Ingredientes
4 papas medianas
1 lata de atún escurrido (140 a 170 g)
1 zanahoria mediana rallada
3 cucharadas de perejil fresco picado
1 huevo
1 cucharadita de sal
1/2 cucharadita de pimienta
2 a 4 cucharadas de harina de trigo o pan rallado (solo si la mezcla lo necesita)
2 a 3 cucharadas de aceite para dorar
Preparación paso a paso
Paso 1: Empezá pelando las papas. Cortalas en trozos y cocinalas en agua con un poco de sal hasta que estén bien tiernas. El punto justo es cuando el tenedor entra sin resistencia.
Paso 2: Una vez listas, escurrí muy bien el agua (este paso es clave para la consistencia). Aplastalas hasta lograr un puré espeso y uniforme. Dejalo reposar unos minutos para que evapore el exceso de humedad antes de seguir.
Paso 3: En un bol grande, integrá el puré con el atún bien escurrido, la zanahoria rallada, el perejil, el huevo, la sal y la pimienta. Mezclá todo hasta que la masa sea homogénea.
Paso 4: Si notás que la preparación quedó un poco blanda, sumá las cucharadas de harina o pan rallado de a poco. La idea es que la textura sea suave, pero que te permita manipularla sin que se te pegue a los dedos.

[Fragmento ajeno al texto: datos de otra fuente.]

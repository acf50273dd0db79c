//! A single interactive console session

use tracing::debug;

use super::command_router::CommandDispatcher;
use super::history::HistoryLedger;
use super::surface::Surface;

/// Default command executed once when a session starts
pub const DEFAULT_WELCOME_COMMAND: &str = "motd";

/// One console instance: history, dispatcher and its own surface.
///
/// Sessions are owned by the [`SessionManager`](super::SessionManager), which
/// routes input to the focused one and drives submission.
pub struct Session {
    history: HistoryLedger,
    dispatcher: CommandDispatcher,
    surface: Box<dyn Surface>,
    welcome: Option<String>,
}

impl Session {
    /// Create a session that runs `motd` at startup if it is registered
    pub fn new(surface: Box<dyn Surface>, dispatcher: CommandDispatcher) -> Self {
        Self {
            history: HistoryLedger::new(),
            dispatcher,
            surface,
            welcome: Some(DEFAULT_WELCOME_COMMAND.to_string()),
        }
    }

    /// Override the startup command; `None` disables it
    pub fn with_welcome(mut self, welcome: Option<String>) -> Self {
        self.welcome = welcome;
        self
    }

    pub fn history(&self) -> &HistoryLedger {
        &self.history
    }

    pub fn dispatcher(&self) -> &CommandDispatcher {
        &self.dispatcher
    }

    pub fn welcome(&self) -> Option<&str> {
        self.welcome.as_deref()
    }

    pub fn surface_mut(&mut self) -> &mut dyn Surface {
        self.surface.as_mut()
    }

    /// Show non-empty text on this session's surface
    pub fn display(&mut self, text: &str) {
        if !text.is_empty() {
            self.surface.display_output(text);
        }
    }

    /// Show a fresh input line
    pub fn prompt(&mut self) {
        self.surface.show_input_line();
    }

    /// First half of a submission: trim, record and freeze the line.
    ///
    /// Returns the trimmed line to dispatch, or `None` for blank input, in
    /// which case the session has already re-prompted.
    pub(crate) fn accept_line(&mut self, raw_line: &str) -> Option<String> {
        let line = raw_line.trim();
        if line.is_empty() {
            self.surface.replace_input_with_text("");
            self.surface.show_input_line();
            return None;
        }

        debug!("Accepted input line: {}", line);
        self.history.add(line);
        self.surface.replace_input_with_text(line);
        Some(line.to_string())
    }

    /// Arrow-up: recall the previous history entry
    pub fn recall_previous(&mut self) {
        if let Some(entry) = self.history.previous() {
            self.surface.set_input_text(entry);
        }
    }

    /// Arrow-down: recall the next entry, blanking the input past the newest
    pub fn recall_next(&mut self) {
        if let Some(entry) = self.history.next() {
            self.surface.set_input_text(entry);
        }
    }

    /// Wipe the surface and put a fresh prompt back
    pub fn clear_screen(&mut self) {
        self.surface.clear();
        self.surface.show_input_line();
    }

    pub(crate) fn set_focused(&mut self, focused: bool) {
        self.surface.set_visible(focused);
    }
}

impl std::fmt::Debug for Session {
    fn fmt(&self, f: &mut std::fmt::Formatter<'_>) -> std::fmt::Result {
        f.debug_struct("Session")
            .field("history", &self.history)
            .field("welcome", &self.welcome)
            .finish_non_exhaustive()
    }
}
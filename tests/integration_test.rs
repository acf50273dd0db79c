//! Integration tests for the termdeck binary

use std::io::Write;
use std::path::Path;
use std::process::{Command, Output, Stdio};

use tempfile::TempDir;

/// Command for the built binary, logging into `dir` and reading a config from it
fn termdeck(dir: &Path) -> Command {
    let mut command = Command::new(env!("CARGO_BIN_EXE_termdeck"));
    command
        .current_dir(dir)
        .env_remove("RUST_LOG")
        .env("TERMDECK_LOG_FILE_PATH", dir.join("termdeck.log"))
        .args(["--config-file", "termdeck.toml"]);
    command
}

/// Run `interactive --simple` feeding `input` on stdin
fn run_simple(dir: &Path, extra_env: &[(&str, &str)], input: &str) -> Output {
    let mut command = termdeck(dir);
    command
        .args(["interactive", "--simple"])
        .stdin(Stdio::piped())
        .stdout(Stdio::piped())
        .stderr(Stdio::piped());
    for (key, value) in extra_env {
        command.env(key, value);
    }

    let mut child = command.spawn().expect("Failed to start termdeck");
    child
        .stdin
        .take()
        .expect("stdin is piped")
        .write_all(input.as_bytes())
        .expect("Failed to write console input");

    child.wait_with_output().expect("Failed to wait for termdeck")
}

/// Test that the help command works
#[test]
fn test_help_command() {
    let dir = TempDir::new().unwrap();
    let output = termdeck(dir.path()).arg("--help").output().unwrap();

    assert!(output.status.success(), "Help command should succeed");

    let stdout = String::from_utf8_lossy(&output.stdout);
    assert!(stdout.contains("Usage: termdeck"), "Should show usage");
    assert!(stdout.contains("interactive"), "Should show interactive command");
    assert!(stdout.contains("config"), "Should show config command");
    assert!(stdout.contains("--dry-run"), "Should show dry-run flag");
}

/// Test that the version command works
#[test]
fn test_version_command() {
    let dir = TempDir::new().unwrap();
    let output = termdeck(dir.path()).arg("--version").output().unwrap();

    assert!(output.status.success(), "Version command should succeed");

    let stdout = String::from_utf8_lossy(&output.stdout);
    assert!(stdout.contains("termdeck"), "Should show binary name");
    assert!(stdout.contains("0.1.0"), "Should show version number");
}

/// Test config show falls back to defaults without a config file
#[test]
fn test_config_show_command() {
    let dir = TempDir::new().unwrap();
    let output = termdeck(dir.path()).args(["config", "show"]).output().unwrap();

    assert!(output.status.success(), "Config show should succeed");

    let stdout = String::from_utf8_lossy(&output.stdout);
    assert!(stdout.contains("[console]"), "Should show console section");
    assert!(stdout.contains("prompt = \"guest:~$ \""), "Should show default prompt");
    assert!(stdout.contains("on_last_exit = \"restart\""), "Should show exit policy");
}

/// Test config reset writes a loadable file
#[test]
fn test_config_reset_command() {
    let dir = TempDir::new().unwrap();
    let output = termdeck(dir.path()).args(["config", "reset"]).output().unwrap();

    assert!(output.status.success(), "Config reset should succeed");
    let written = std::fs::read_to_string(dir.path().join("termdeck.toml")).unwrap();
    assert!(written.contains("welcome_command = \"motd\""));
}

/// Test dry-run prints the configuration and exits
#[test]
fn test_dry_run_mode() {
    let dir = TempDir::new().unwrap();
    let output = termdeck(dir.path()).arg("--dry-run").output().unwrap();

    assert!(output.status.success(), "Dry-run should succeed");

    let stdout = String::from_utf8_lossy(&output.stdout);
    assert!(stdout.contains("Welcome command:  motd"));
    assert!(stdout.contains("Dry-run complete"));
}

/// Test a nested terminal session through the line-oriented console
#[test]
fn test_simple_console_transcript() {
    let dir = TempDir::new().unwrap();
    let output = run_simple(
        dir.path(),
        &[],
        "whoami\nterminal\nhelp\nexit\nbogus\n",
    );

    assert!(output.status.success(), "Console should exit cleanly on EOF");

    let stdout = String::from_utf8_lossy(&output.stdout);
    assert_eq!(
        stdout.matches("Welcome to termdeck!").count(),
        2,
        "Root and child should both greet"
    );
    assert!(stdout.contains("guest:~$ whoami\nHi, I'm Guest\n"));
    assert!(stdout.contains("Available commands:\n  clear - Clear terminal output\n"));
    assert!(stdout.contains("New terminal process created.\nProcess terminated.\n"));
    assert!(stdout.contains("Command not found: bogus\n"));

    let log = std::fs::read_to_string(dir.path().join("termdeck.log")).unwrap();
    assert!(log.contains("Launched process-2 (parent process-1)"));
}

/// Test that the last exit quits when configured to
#[test]
fn test_simple_console_quits_after_last_exit() {
    let dir = TempDir::new().unwrap();
    let output = run_simple(
        dir.path(),
        &[("TERMDECK_ON_LAST_EXIT", "quit"), ("TERMDECK_WELCOME_COMMAND", "")],
        "exit\nwhoami\n",
    );

    assert!(output.status.success());

    let stdout = String::from_utf8_lossy(&output.stdout);
    assert!(stdout.starts_with("guest:~$ exit\n"));
    assert!(!stdout.contains("Hi, I'm Guest"), "Input after quitting is ignored");
}

/// Test that the last exit restarts a fresh console by default
#[test]
fn test_simple_console_restarts_after_last_exit() {
    let dir = TempDir::new().unwrap();
    let output = run_simple(
        dir.path(),
        &[("TERMDECK_WELCOME_COMMAND", ""), ("TERMDECK_PROMPT", "> ")],
        "exit\nwhoami\n",
    );

    assert!(output.status.success());

    let stdout = String::from_utf8_lossy(&output.stdout);
    assert_eq!(stdout, "> exit\n> whoami\nHi, I'm Guest\n> \n");
}
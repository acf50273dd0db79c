//! User Interface module
//!
//! Provides both the full-screen TUI and a line-oriented console for pipes
//! and dumb terminals.

/// TUI terminal handling, key mapping and rendering
pub mod tui;

/// Line-oriented stdin/stdout console
pub mod cli;

/// In-memory screens for the TUI
pub mod screen;

/// Event loop driving the TUI
pub mod ui_manager;

use colored::Colorize;

use crate::AppResult;
use crate::cli::Cli;
use crate::config::{Config, LastExitPolicy};

pub use screen::{Screen, ScreenDeck, ScreenSurface};
pub use ui_manager::UIManager;

/// Lines moved per PageUp/PageDown
pub const SCROLL_STEP: usize = 5;

/// Application state for UI components
#[derive(Debug, Clone, Default)]
pub struct AppState {
    pub should_quit: bool,
    /// Lines scrolled back from the bottom of the focused screen
    pub scroll_offset: usize,
    pub commands_submitted: u64,
    pub restarts: u64,
    pub colors: bool,
}

impl AppState {
    pub fn new(colors: bool) -> Self {
        Self {
            colors,
            ..Self::default()
        }
    }

    pub fn scroll_up(&mut self) {
        self.scroll_offset = self.scroll_offset.saturating_add(SCROLL_STEP);
    }

    pub fn scroll_down(&mut self) {
        self.scroll_offset = self.scroll_offset.saturating_sub(SCROLL_STEP);
    }

    /// Jump back to the live end of the scrollback
    pub fn follow_output(&mut self) {
        self.scroll_offset = 0;
    }
}

/// Print the banner shown in dry-run mode
pub fn display_welcome_page(config: &Config) -> AppResult<()> {
    if !config.ui.enable_colors {
        colored::control::set_override(false);
    }

    println!();
    println!("{}", "termdeck".bold().cyan());
    println!("{}", "Multi-session simulated console".dimmed());
    println!();
    println!(
        "  {} spawn a nested terminal, {} return to its parent",
        "terminal".green(),
        "exit".green()
    );
    println!("  {} list every available command", "help".green());
    println!();

    Ok(())
}

/// Print the effective configuration
pub fn display_configuration(cli: &Cli, config: &Config) -> AppResult<()> {
    let on_last_exit = match config.console.on_last_exit {
        LastExitPolicy::Restart => "restart",
        LastExitPolicy::Quit => "quit",
    };

    println!("{}", "Configuration".bold());
    println!("  Config file:      {}", cli.config_file);
    println!(
        "  Log level:        {}",
        cli.effective_log_level(&config.log_level)
    );
    println!("  Log file:         {}", config.log.file_path);
    println!("  Prompt:           {:?}", config.console.prompt);
    println!(
        "  Welcome command:  {}",
        config.console.welcome().as_deref().unwrap_or("(none)")
    );
    println!("  On last exit:     {}", on_last_exit);
    println!("  Scrollback lines: {}", config.console.scrollback_lines);
    println!("  Identity:         {} ({})", config.identity.name, config.identity.site_url);
    println!("  Refresh rate:     {}ms", config.ui.refresh_rate_ms);
    println!();
    println!("{}", "Dry-run complete, console not started".yellow());

    Ok(())
}
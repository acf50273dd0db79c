//! Configuration management module
//!
//! Handles loading, validation, and management of application configuration.

use anyhow::{Context, Result};
use serde::{Deserialize, Serialize};
use std::env;
use std::path::Path;

#[derive(Debug, Clone, Deserialize, Serialize)]
#[serde(default)]
pub struct Config {
    /// Logging level
    pub log_level: String,

    /// Console behavior
    pub console: ConsoleConfig,

    /// Values reported by the built-in commands
    pub identity: IdentityConfig,

    /// UI-specific configuration
    pub ui: UiConfig,

    /// File-based logging configuration
    pub log: LogConfig,
}

/// What to do once the last console process has exited
#[derive(Debug, Clone, Copy, PartialEq, Eq, Deserialize, Serialize)]
#[serde(rename_all = "lowercase")]
pub enum LastExitPolicy {
    /// Rebuild the console from scratch with a fresh root session
    Restart,
    /// Leave the application
    Quit,
}

#[derive(Debug, Clone, Deserialize, Serialize)]
#[serde(default)]
pub struct ConsoleConfig {
    /// Prompt shown in front of the input line
    pub prompt: String,

    /// Command run once when a session starts; empty disables it
    pub welcome_command: String,

    /// Behavior after the last process exits
    pub on_last_exit: LastExitPolicy,

    /// Maximum lines kept per session screen
    pub scrollback_lines: usize,
}

#[derive(Debug, Clone, Deserialize, Serialize)]
#[serde(default)]
pub struct IdentityConfig {
    /// Name reported by `whoami`
    pub name: String,

    /// URL reported by `pwd`
    pub site_url: String,
}

#[derive(Debug, Clone, Deserialize, Serialize)]
#[serde(default)]
pub struct UiConfig {
    /// Enable colors in TUI
    pub enable_colors: bool,

    /// Redraw cadence in milliseconds
    pub refresh_rate_ms: u64,
}

#[derive(Debug, Clone, Deserialize, Serialize)]
#[serde(default)]
pub struct LogConfig {
    /// Absolute or relative path to the log file
    pub file_path: String,
}

impl Default for Config {
    fn default() -> Self {
        Self {
            log_level: "info".to_string(),
            console: ConsoleConfig::default(),
            identity: IdentityConfig::default(),
            ui: UiConfig::default(),
            log: LogConfig::default(),
        }
    }
}

impl Default for ConsoleConfig {
    fn default() -> Self {
        Self {
            prompt: "guest:~$ ".to_string(),
            welcome_command: "motd".to_string(),
            on_last_exit: LastExitPolicy::Restart,
            scrollback_lines: 1000,
        }
    }
}

impl Default for IdentityConfig {
    fn default() -> Self {
        Self {
            name: "Guest".to_string(),
            site_url: "https://localhost".to_string(),
        }
    }
}

impl Default for UiConfig {
    fn default() -> Self {
        Self {
            enable_colors: true,
            refresh_rate_ms: 100,
        }
    }
}

impl Default for LogConfig {
    fn default() -> Self {
        Self {
            file_path: "logs/termdeck.log".to_string(),
        }
    }
}

impl ConsoleConfig {
    /// Welcome command for new sessions, `None` when disabled
    pub fn welcome(&self) -> Option<String> {
        let name = self.welcome_command.trim();
        if name.is_empty() {
            None
        } else {
            Some(name.to_string())
        }
    }
}

impl Config {
    /// Load configuration from file with environment variable overrides
    pub fn load_from_file<P: AsRef<Path>>(path: P) -> Result<Self> {
        let content = std::fs::read_to_string(&path)
            .with_context(|| format!("Failed to read config file: {}", path.as_ref().display()))?;

        let mut config: Config = toml::from_str(&content)
            .with_context(|| format!("Failed to parse config file: {}", path.as_ref().display()))?;

        // Apply environment variable overrides
        config.apply_env_overrides();

        config.validate()?;
        Ok(config)
    }

    /// Apply environment variable overrides to configuration
    pub fn apply_env_overrides(&mut self) {
        self.apply_overrides(|key| env::var(key).ok());
    }

    fn apply_overrides(&mut self, lookup: impl Fn(&str) -> Option<String>) {
        // TERMDECK_LOG_LEVEL - logging level
        if let Some(log_level) = lookup("TERMDECK_LOG_LEVEL") {
            self.log_level = log_level;
        }

        // TERMDECK_LOG_FILE_PATH - logging destination file
        if let Some(file_path) = lookup("TERMDECK_LOG_FILE_PATH") {
            if !file_path.trim().is_empty() {
                self.log.file_path = file_path;
            }
        }

        // TERMDECK_PROMPT - prompt text
        if let Some(prompt) = lookup("TERMDECK_PROMPT") {
            self.console.prompt = prompt;
        }

        // TERMDECK_WELCOME_COMMAND - startup command, empty to disable
        if let Some(welcome) = lookup("TERMDECK_WELCOME_COMMAND") {
            self.console.welcome_command = welcome;
        }

        // TERMDECK_ON_LAST_EXIT - restart | quit
        if let Some(policy) = lookup("TERMDECK_ON_LAST_EXIT") {
            match policy.trim().to_lowercase().as_str() {
                "restart" => self.console.on_last_exit = LastExitPolicy::Restart,
                "quit" => self.console.on_last_exit = LastExitPolicy::Quit,
                other => tracing::warn!("Ignoring unknown TERMDECK_ON_LAST_EXIT value: {}", other),
            }
        }

        // TERMDECK_SCROLLBACK_LINES - per-session scrollback
        if let Some(lines) = lookup("TERMDECK_SCROLLBACK_LINES") {
            if let Ok(value) = lines.parse::<usize>() {
                self.console.scrollback_lines = value;
            }
        }

        // TERMDECK_IDENTITY_NAME - whoami output
        if let Some(name) = lookup("TERMDECK_IDENTITY_NAME") {
            self.identity.name = name;
        }

        // TERMDECK_IDENTITY_SITE_URL - pwd output
        if let Some(url) = lookup("TERMDECK_IDENTITY_SITE_URL") {
            self.identity.site_url = url;
        }

        // TERMDECK_UI_ENABLE_COLORS - enable colors
        if let Some(enable_colors) = lookup("TERMDECK_UI_ENABLE_COLORS") {
            self.ui.enable_colors = enable_colors.parse().unwrap_or(self.ui.enable_colors);
        }

        // TERMDECK_UI_REFRESH_RATE_MS - redraw cadence
        if let Some(refresh) = lookup("TERMDECK_UI_REFRESH_RATE_MS") {
            if let Ok(value) = refresh.parse::<u64>() {
                self.ui.refresh_rate_ms = value;
            }
        }
    }

    /// Save configuration to file
    pub fn save_to_file<P: AsRef<Path>>(&self, path: P) -> Result<()> {
        let content = toml::to_string_pretty(self).context("Failed to serialize configuration")?;

        std::fs::write(&path, content)
            .with_context(|| format!("Failed to write config file: {}", path.as_ref().display()))?;

        Ok(())
    }

    /// Load configuration with fallback to default
    pub fn load_or_default<P: AsRef<Path>>(path: P) -> Self {
        Self::load_from_file(path).unwrap_or_else(|err| {
            tracing::warn!("Failed to load config: {}, using defaults", err);
            let mut config = Self::default();
            config.apply_env_overrides();
            config
        })
    }

    /// Validate configuration values
    pub fn validate(&self) -> Result<()> {
        if self.console.scrollback_lines == 0 {
            anyhow::bail!("console.scrollback_lines must be greater than 0");
        }

        if self.ui.refresh_rate_ms == 0 {
            anyhow::bail!("ui.refresh_rate_ms must be greater than 0");
        }

        if self.log.file_path.trim().is_empty() {
            anyhow::bail!("Log file path must not be empty");
        }

        if self
            .console
            .welcome_command
            .trim()
            .contains(char::is_whitespace)
        {
            anyhow::bail!(
                "console.welcome_command must be a single command name: {}",
                self.console.welcome_command
            );
        }

        if let Some(welcome) = self.console.welcome() {
            if crate::commands::PROCESS_COMMANDS.contains(&welcome.as_str()) {
                anyhow::bail!(
                    "console.welcome_command cannot be '{}': it starts or stops processes",
                    welcome
                );
            }
        }

        Ok(())
    }

    /// Render configuration as TOML for display
    pub fn to_toml(&self) -> Result<String> {
        toml::to_string_pretty(self).context("Failed to serialize configuration")
    }

    /// Handle configuration command
    pub fn handle_command<P: AsRef<Path>>(
        action: &Option<crate::cli::ConfigAction>,
        path: P,
    ) -> Result<()> {
        match action {
            Some(crate::cli::ConfigAction::Show) => {
                let config = Config::load_or_default(&path);
                print!("{}", config.to_toml()?);
            }
            Some(crate::cli::ConfigAction::Reset) => {
                Config::default().save_to_file(&path)?;
                println!("Configuration reset: {}", path.as_ref().display());
            }
            None => {
                println!("Configuration management commands:");
                println!("  termdeck config show    - Show current configuration");
                println!("  termdeck config reset   - Reset to default configuration");
            }
        }
        Ok(())
    }
}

Paso 5: Tomá porciones con las manos, armá bolitas y aplastalas apenas para darles esa forma clásica de tortita gruesa.
Paso 6: Calentá una sartén con un chorrito de aceite a fuego medio. Cocinalas unos 3 o 4 minutos por lado. Buscamos ese color bronceado que las hace irresistibles.
Paso 7: Al retirarlas, dejalas un segundo sobre papel absorbente y servilas calentitas.
Tips y variaciones
Para que no se te desarmen nunca, el gran secreto es el drenaje: asegurate de que el atún no tenga nada de líquido y que el puré esté lo más seco posible. Si buscás una variante, podés sumarles un corazón de queso para que, al morderlas, el centro sea todavía más cremoso.